Diatribes of Jay

This blog has essays on public policy. It shuns ideology and applies facts, logic and math to social problems. It has a subject-matter index, a list of recent posts, and permalinks at the ends of posts. Comments are moderated and may take time to appear.

24 February 2022

Putin’s Imperial Land Grab


With today’s general invasion of Ukraine, it’s now clear how Vladimir Grozny has snookered the West. He’s misled his adversaries, his prey, and even his own people about his real motives and aims. Now it’s likely too late to stop him from annexing all of Ukraine, or turning most or all of it into an unwilling vassal state.

With this general invasion, Putin is finally showing his true colors. He simply wants Ukraine as part of Russia’s empire. Period.
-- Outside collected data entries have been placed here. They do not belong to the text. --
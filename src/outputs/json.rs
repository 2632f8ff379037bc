//! JSON report output.
//!
//! The report is a pretty-printed array of [`ExportRow`] records in rank
//! order:
//!
//! ```json
//! [
//!   {
//!     "Rank": 1,
//!     "Score": 85,
//!     "Publication Date": "2025-04-21T10:00:00Z",
//!     "Title": "Company X Launches Product",
//!     "Summary": "...",
//!     "Rationale": "...",
//!     "URL": "https://example.com/x"
//!   }
//! ]
//! ```

use super::ExportRow;
use crate::error::ExportError;
use std::path::Path;
use tokio::fs;
use tracing::{info, instrument};

/// Write `rows` to `path`, replacing any previous file.
#[instrument(level = "info", skip_all, fields(path = %path.display()))]
pub async fn write_records(rows: &[ExportRow<'_>], path: &Path) -> Result<(), ExportError> {
    let json = serde_json::to_string_pretty(rows)?;
    fs::write(path, json).await.map_err(|source| ExportError::Io {
        path: path.to_path_buf(),
        source,
    })?;
    info!(rows = rows.len(), "Wrote JSON results");
    Ok(())
}
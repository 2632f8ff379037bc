//! Decides which text an article is scored on.
//!
//! The fetched page is preferred. When the fetch failed, the page was empty,
//! or extraction produced fewer than [`MIN_USABLE_CHARS`] characters, the
//! provider's own `content`/`description` is used instead and the article is
//! tagged with the provider's fallback tag. An article with no text left
//! after both attempts is dropped.

use crate::extract::extract_with_strategy;
use crate::models::{Article, ProviderArticle};
use crate::utils::truncate_for_log;
use tracing::info;

/// Extracted text shorter than this is rejected in favour of provider content.
pub const MIN_USABLE_CHARS: usize = 100;

/// Outcome of resolving one article's text.
#[derive(Debug, Clone, PartialEq, Eq)]
pub enum Resolution {
    Ready(Article),
    /// Neither the page nor the provider yielded any text.
    Dropped,
}

/// Resolve the text for `raw` from its fetched page (`None` when the fetch
/// failed) and the provider's short content.
pub fn resolve(raw: &ProviderArticle, html: Option<&str>, fallback_tag: &str) -> Resolution {
    let reason = match html.map(str::trim).filter(|h| !h.is_empty()) {
        None => "no_html",
        Some(html) => match extract_with_strategy(html) {
            Some(extracted) if extracted.text.chars().count() >= MIN_USABLE_CHARS => {
                info!(
                    url = %raw.url,
                    strategy = extracted.strategy.as_str(),
                    chars = extracted.text.chars().count(),
                    preview = %truncate_for_log(&extracted.text, 300),
                    "Extracted article text from page"
                );
                return Resolution::Ready(Article::new(raw, extracted.text, None));
            }
            Some(_) => "extraction_too_short",
            None => "no_container",
        },
    };

    let text = raw.provider_text();
    if text.is_empty() {
        info!(
            url = %raw.url,
            title = %raw.title,
            reason,
            "Skipping article: page and provider content are both empty"
        );
        return Resolution::Dropped;
    }

    info!(
        url = %raw.url,
        title = %raw.title,
        reason,
        fallback = fallback_tag,
        chars = text.chars().count(),
        "Using provider content fallback"
    );
    Resolution::Ready(Article::new(raw, text.to_string(), Some(fallback_tag.to_string())))
}

#[cfg(test)]
mod tests {
    use super::*;

    const TAG: &str = "provider_content";

    fn raw(content: Option<&str>, description: Option<&str>) -> ProviderArticle {
        ProviderArticle {
            title: "Title One".to_string(),
            source: "SourceA".to_string(),
            published_at: "2025-04-21T10:00:00Z".to_string(),
            url: "http://example.com/one".to_string(),
            content: content.map(str::to_string),
            description: description.map(str::to_string),
        }
    }

    fn article_html() -> String {
        format!("<html><body><article>{}</article></body></html>", "The quick brown fox jumps over the lazy dog. ".repeat(5))
    }

    fn ready(resolution: Resolution) -> Article {
        match resolution {
            Resolution::Ready(article) => article,
            Resolution::Dropped => panic!("article was dropped"),
        }
    }

    #[test]
    fn test_page_text_used_when_long_enough() {
        let article = ready(resolve(&raw(Some("Short summary one."), None), Some(&article_html()), TAG));
        assert!(article.extracted_text.contains("quick brown fox"));
        assert_eq!(article.fallback_used, None);
    }

    #[test]
    fn test_fetch_failure_uses_provider_content() {
        let article = ready(resolve(&raw(Some("Short summary one."), None), None, TAG));
        assert_eq!(article.extracted_text, "Short summary one.");
        assert_eq!(article.fallback_used.as_deref(), Some(TAG));
    }

    #[test]
    fn test_empty_html_uses_description() {
        let article = ready(resolve(&raw(None, Some("Short summary two.")), Some("   "), TAG));
        assert_eq!(article.extracted_text, "Short summary two.");
        assert_eq!(article.fallback_used.as_deref(), Some(TAG));
    }

    #[test]
    fn test_short_extraction_falls_back() {
        let html = "<div class='content'>Paywalled. Subscribe to continue.</div>";
        let article = ready(resolve(&raw(Some("Provider text."), None), Some(html), TAG));
        assert_eq!(article.extracted_text, "Provider text.");
        assert_eq!(article.fallback_used.as_deref(), Some(TAG));
    }

    #[test]
    fn test_dropped_when_everything_is_empty() {
        assert_eq!(resolve(&raw(None, None), None, TAG), Resolution::Dropped);
        assert_eq!(resolve(&raw(Some(""), Some("  ")), Some("<p>x</p>"), TAG), Resolution::Dropped);
    }

    #[test]
    fn test_provider_metadata_is_carried_over() {
        let article = ready(resolve(&raw(Some("c"), None), None, TAG));
        assert_eq!(article.title, "Title One");
        assert_eq!(article.source, "SourceA");
        assert_eq!(article.published_at, "2025-04-21T10:00:00Z");
        assert_eq!(article.url, "http://example.com/one");
    }
}
//! Drives one run: search, fetch, resolve, score, persist.
//!
//! Articles are handled one at a time in provider order. Per-article
//! failures never end the run; they degrade to provider content, to the
//! heuristic scorer, or to a skipped article. The accumulator
//! ([`RunReport`]) is owned here and is always handed to the sink before
//! [`Pipeline::execute`] returns, whether the run completed, the source
//! failed, or the shutdown signal fired mid-article.

use crate::config::{Credentials, Settings};
use crate::error::{RunError, SourceError};
use crate::fallback::{Resolution, resolve};
use crate::models::{ProviderArticle, ScoredArticle};
use crate::oracle::Oracle;
use crate::outputs::{ReportSink, rank_articles};
use crate::progress::ProgressObserver;
use crate::scoring::Scorer;
use crate::sources::newsapi::NewsApiSource;
use crate::sources::{ArticleSource, HtmlFetcher};
use std::future::Future;
use std::path::PathBuf;
use tracing::{error, info, instrument, warn};

/// Everything completed so far in a run.
#[derive(Debug, Default, Clone, PartialEq)]
pub struct RunReport {
    /// Scored articles in processing order, unranked.
    pub scored: Vec<ScoredArticle>,
    /// Articles dropped because neither the page nor the provider had text.
    pub skipped: usize,
    /// Articles returned by the source.
    pub fetched: usize,
}

/// Outcome of a completed run.
#[derive(Debug, Clone)]
pub struct RunSummary {
    pub fetched: usize,
    pub skipped: usize,
    /// Ranked, highest score first.
    pub ranked: Vec<ScoredArticle>,
    pub written: Vec<PathBuf>,
}

/// Build the NewsAPI source for a run.
///
/// A missing key or unusable client is run-fatal: the (empty) results are
/// still flushed through `sink` before the error is returned.
#[instrument(level = "info", skip_all)]
pub async fn open_source(
    credentials: &Credentials,
    settings: &Settings,
    sink: &dyn ReportSink,
) -> Result<NewsApiSource, RunError> {
    let source = credentials
        .newsapi_key()
        .and_then(|key| NewsApiSource::new(key, settings));
    match source {
        Ok(source) => Ok(source),
        Err(e) => {
            error!(error = %e, "Cannot create article source");
            if let Err(export) = sink.persist(&[]).await {
                error!(error = %export, "Failed to persist empty results");
            }
            Err(RunError::Config(e))
        }
    }
}

pub struct Pipeline<'a> {
    source: &'a dyn ArticleSource,
    fetcher: &'a dyn HtmlFetcher,
    scorer: Scorer<'a>,
    subject: &'a str,
}

impl<'a> Pipeline<'a> {
    pub fn new(
        source: &'a dyn ArticleSource,
        fetcher: &'a dyn HtmlFetcher,
        oracle: Option<&'a dyn Oracle>,
        subject: &'a str,
        target_company: &'a str,
    ) -> Self {
        Self {
            source,
            fetcher,
            scorer: Scorer::new(oracle, target_company),
            subject,
        }
    }

    /// Fetch up to `limit` articles and process them into `report`.
    ///
    /// Only a source failure is an error. `report` holds every completed
    /// article at any await point, so dropping this future early loses at
    /// most the article in flight.
    #[instrument(level = "info", skip_all, fields(subject = %self.subject, limit))]
    pub async fn run(
        &self,
        limit: usize,
        progress: &dyn ProgressObserver,
        report: &mut RunReport,
    ) -> Result<(), SourceError> {
        let articles = self.source.fetch(self.subject, limit).await?;
        let total = articles.len();
        report.fetched = total;
        info!(total, oracle = self.scorer.has_oracle(), "Processing articles");
        progress.on_progress(0, total, report.skipped);

        for (idx, raw) in articles.iter().enumerate() {
            self.process(raw, report).await;
            progress.on_progress(idx + 1, total, report.skipped);
        }
        info!(
            scored = report.scored.len(),
            skipped = report.skipped,
            "Finished processing articles"
        );
        Ok(())
    }

    async fn process(&self, raw: &ProviderArticle, report: &mut RunReport) {
        let html = match self.fetcher.fetch_html(&raw.url).await {
            Ok(html) => Some(html),
            Err(e) => {
                warn!(url = %raw.url, error = %e, "Failed to fetch article page");
                None
            }
        };

        match resolve(raw, html.as_deref(), self.source.fallback_tag()) {
            Resolution::Dropped => report.skipped += 1,
            Resolution::Ready(article) => {
                let verdict = self.scorer.score(self.subject, &article.extracted_text).await;
                info!(url = %article.url, score = verdict.score, "Scored article");
                report.scored.push(ScoredArticle::new(article, verdict));
            }
        }
    }

    /// [`Self::run`] raced against `shutdown`, followed by an unconditional
    /// persist of whatever was completed.
    ///
    /// Returns [`RunError::Interrupted`] when `shutdown` fired first and
    /// [`RunError::Source`] when the search failed; both after the flush.
    pub async fn execute<F>(
        &self,
        limit: usize,
        progress: &dyn ProgressObserver,
        sink: &dyn ReportSink,
        shutdown: F,
    ) -> Result<RunSummary, RunError>
    where
        F: Future<Output = ()>,
    {
        let mut report = RunReport::default();
        let outcome = {
            let run = self.run(limit, progress, &mut report);
            tokio::select! {
                result = run => Some(result),
                _ = shutdown => None,
            }
        };

        let persisted = sink.persist(&report.scored).await;
        if let Err(e) = &persisted {
            error!(error = %e, "Failed to persist results");
        }

        match outcome {
            None => {
                warn!(
                    completed = report.scored.len(),
                    "Interrupted; partial results persisted"
                );
                persisted?;
                Err(RunError::Interrupted {
                    completed: report.scored.len(),
                })
            }
            Some(Err(e)) => {
                error!(error = %e, "Article source failed");
                Err(RunError::Source(e))
            }
            Some(Ok(())) => Ok(RunSummary {
                fetched: report.fetched,
                skipped: report.skipped,
                written: persisted?,
                ranked: rank_articles(report.scored),
            }),
        }
    }
}
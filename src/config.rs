//! Run settings and credentials.
//!
//! Settings come from an optional YAML file; every key is optional and falls
//! back to the defaults below. Credentials come from the CLI/environment
//! (see [`crate::cli::Cli`]).
//!
//! ```yaml
//! target_company: Red Pepper Software
//! model: gpt-4.1-nano
//! page_timeout_secs: 6
//! ```

use crate::error::ConfigError;
use serde::Deserialize;
use std::fmt;
use std::path::Path;
use tracing::{info, instrument};

#[derive(Debug, Clone, PartialEq, Deserialize)]
#[serde(default, deny_unknown_fields)]
pub struct Settings {
    /// Company the business-opportunity rubric is written for.
    pub target_company: String,
    pub model: String,
    /// OpenAI-compatible chat completions endpoint.
    pub oracle_url: String,
    pub max_tokens: u32,
    pub oracle_timeout_secs: u64,
    pub page_timeout_secs: u64,
    pub source_timeout_secs: u64,
    pub newsapi_url: String,
    /// How far back the article search reaches.
    pub lookback_days: i64,
    pub language: String,
}

impl Default for Settings {
    fn default() -> Self {
        Self {
            target_company: "Red Pepper Software".to_string(),
            model: "gpt-4.1-nano".to_string(),
            oracle_url: "https://api.openai.com/v1/chat/completions".to_string(),
            max_tokens: 4096,
            oracle_timeout_secs: 30,
            page_timeout_secs: 6,
            source_timeout_secs: 15,
            newsapi_url: "https://newsapi.org/v2/everything".to_string(),
            lookback_days: 30,
            language: "en".to_string(),
        }
    }
}

impl Settings {
    /// Load settings from `path`, or the defaults when no path is given.
    #[instrument(level = "info", skip_all)]
    pub fn load(path: Option<&Path>) -> Result<Self, ConfigError> {
        let Some(path) = path else {
            return Ok(Self::default());
        };
        let raw = std::fs::read_to_string(path).map_err(|source| ConfigError::Read {
            path: path.to_path_buf(),
            source,
        })?;
        let settings = Self::from_yaml_str(&raw).map_err(|source| ConfigError::Parse {
            path: path.to_path_buf(),
            source,
        })?;
        info!(path = %path.display(), model = %settings.model, "Loaded settings");
        Ok(settings)
    }

    pub fn from_yaml_str(raw: &str) -> Result<Self, serde_yaml::Error> {
        if raw.trim().is_empty() {
            return Ok(Self::default());
        }
        serde_yaml::from_str(raw)
    }
}

/// API keys for the article provider and the oracle. Blank values count as
/// absent.
#[derive(Clone, Default)]
pub struct Credentials {
    openai_api_key: Option<String>,
    newsapi_key: Option<String>,
}

impl Credentials {
    pub fn new(openai_api_key: Option<String>, newsapi_key: Option<String>) -> Self {
        let present = |key: Option<String>| key.filter(|k| !k.trim().is_empty());
        Self {
            openai_api_key: present(openai_api_key),
            newsapi_key: present(newsapi_key),
        }
    }

    /// The article provider key. Required for a run.
    pub fn newsapi_key(&self) -> Result<&str, ConfigError> {
        self.newsapi_key
            .as_deref()
            .ok_or(ConfigError::MissingCredential("NEWSAPI_KEY"))
    }

    /// The oracle key. Without it every article is scored heuristically.
    pub fn openai_api_key(&self) -> Option<&str> {
        self.openai_api_key.as_deref()
    }
}

impl fmt::Debug for Credentials {
    fn fmt(&self, f: &mut fmt::Formatter<'_>) -> fmt::Result {
        let redact = |key: &Option<String>| key.as_ref().map(|_| "<redacted>");
        f.debug_struct("Credentials")
            .field("openai_api_key", &redact(&self.openai_api_key))
            .field("newsapi_key", &redact(&self.newsapi_key))
            .finish()
    }
}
His “fears” about NATO, EU and Western encroachments were plausible distractions. His analogy to the Cuban Missile Crisis was a clever ruse. So was his recent Hitler-like diatribe about alleged cultural affinity and betrayal.

Here’s the analysis:

The Cuban Missile Crisis is irrelevant, if not obsolete. Deterring a nuclear first strike no longer depends—if it ever did—on how close to your territory your adversary has ground-based nuclear weapons. As long as enough of your own weapons can survive long enough to get up in the air, and so to menace your adversary’s capital and major cities, mounting a first strike against you would be untenable.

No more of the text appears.